The whole thing seems to be an exploitation of Cage’s work rather than a manifestation of it. He didn’t care for recordings of his, or anybody else’s, music and as for voting, by whatever method …. he never did it.

This footage of the recording session shows performers bewildered and perplexed by the score. Many obviously hadn’t seen it prior to the session, had no idea what the piece involved and had given it no consideration whatsoever.

It would appear that Norman Lebrecht, writing here in the Daily Telegraph, hasn’t seen the score either:
“What happens in 4’33” is precisely nothing. At the world premiere in Woodstock, New York, in August 1952, David Tudor came onto the stage, shut the lid of the piano, sat at the closed keyboard for the required four minutes and thirty-three seconds, rose, bowed and left.”

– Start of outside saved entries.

//! Protocol Client Abstraction
//!
//! Request building, payload encoding, URI composition and HTTP transport live
//! behind [`ProtocolClient`]. The proxy layer describes each operation with an
//! [`OperationDescriptor`] and hands it over, singly or as an atomic batch.

use crate::error::TransportError;
use crate::metadata::OperationKind;
use crate::types::{EntityId, EntityState, LinkKind, LinkTarget, PropertyMap};
use async_trait::async_trait;
use serde::{Deserialize, Serialize};
use std::fmt;

/// How an update carries the entity state
#[derive(Debug, Clone, Copy, Default, PartialEq, Eq, Hash, Serialize, Deserialize)]
#[serde(rename_all = "lowercase")]
pub enum UpdateType {
    /// Merge the changed properties into the stored entity
    #[default]
    Patch,
    /// Overwrite the stored entity with the full last-known state
    Replace,
}

impl UpdateType {
    pub fn method(&self) -> &'static str {
        match self {
            UpdateType::Patch => "PATCH",
            UpdateType::Replace => "PUT",
        }
    }
}

/// One protocol operation, independent of its wire form
#[derive(Debug, Clone, PartialEq, Serialize, Deserialize)]
pub enum OperationDescriptor {
    ReadEntitySet {
        entity_set: String,
    },
    ReadEntity {
        id: EntityId,
    },
    CreateEntity {
        id: EntityId,
        properties: PropertyMap,
    },
    UpdateEntity {
        id: EntityId,
        properties: PropertyMap,
        etag: Option<String>,
        update_type: UpdateType,
    },
    DeleteEntity {
        id: EntityId,
        etag: Option<String>,
    },
    UpdateLink {
        source: EntityId,
        navigation: String,
        target: LinkTarget,
        kind: LinkKind,
    },
    InvokeOperation {
        name: String,
        kind: OperationKind,
        parameters: PropertyMap,
    },
}

impl OperationDescriptor {
    /// Whether the operation changes state on the service
    pub fn is_write(&self) -> bool {
        !matches!(
            self,
            OperationDescriptor::ReadEntitySet { .. }
                | OperationDescriptor::ReadEntity { .. }
                | OperationDescriptor::InvokeOperation {
                    kind: OperationKind::Function,
                    ..
                }
        )
    }
}

impl fmt::Display for OperationDescriptor {
    fn fmt(&self, f: &mut fmt::Formatter<'_>) -> fmt::Result {
        match self {
            OperationDescriptor::ReadEntitySet { entity_set } => write!(f, "GET {}", entity_set),
            OperationDescriptor::ReadEntity { id } => write!(f, "GET {}", id),
            OperationDescriptor::CreateEntity { id, .. } => write!(f, "POST {}", id),
            OperationDescriptor::UpdateEntity {
                id, update_type, ..
            } => write!(f, "{} {}", update_type.method(), id),
            OperationDescriptor::DeleteEntity { id, .. } => write!(f, "DELETE {}", id),
            OperationDescriptor::UpdateLink {
                source,
                navigation,
                kind,
                ..
            } => write!(f, "{} {}/{}/$ref", kind, source, navigation),
            OperationDescriptor::InvokeOperation { name, .. } => write!(f, "INVOKE {}", name),
        }
    }
}

/// What a single operation returned
#[derive(Debug, Clone, PartialEq, Serialize, Deserialize)]
pub enum OperationResult {
    Empty,
    Entity(EntityState),
    Entities(Vec<EntityState>),
    Value(serde_json::Value),
}

impl OperationResult {
    pub fn entity(&self) -> Option<&EntityState> {
        match self {
            OperationResult::Entity(state) => Some(state),
            _ => None,
        }
    }
}

/// Result of an atomic batch
#[derive(Debug, Clone, PartialEq)]
pub enum BatchOutcome {
    /// Every operation applied; one result per operation, in order
    Committed(Vec<OperationResult>),
    /// Nothing applied; failures by operation index
    RolledBack { failures: Vec<(usize, TransportError)> },
}

/// Protocol client trait
#[async_trait]
pub trait ProtocolClient: Send + Sync {
    /// Build and execute one request
    async fn execute(&self, operation: OperationDescriptor)
        -> Result<OperationResult, TransportError>;

    /// Build and execute an ordered list of operations as one all-or-nothing change set
    async fn execute_batch(
        &self,
        operations: Vec<OperationDescriptor>,
    ) -> Result<BatchOutcome, TransportError>;
}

According to the score, and well documented accounts of the first performance, this is not what happened.

Like Erik Satie and Anton Webern, composers he greatly admired, John was a master of the understatement and this campaign is a colossal overstatement rooted in triviality and banality. It draws attention to the X Factor and reinforces the notion, supported by frivolous media, that John was not a composer but some kind of conceptual prankster.

As Laura Kuhn, of the John Cage Trust, says …. be careful what you wish for.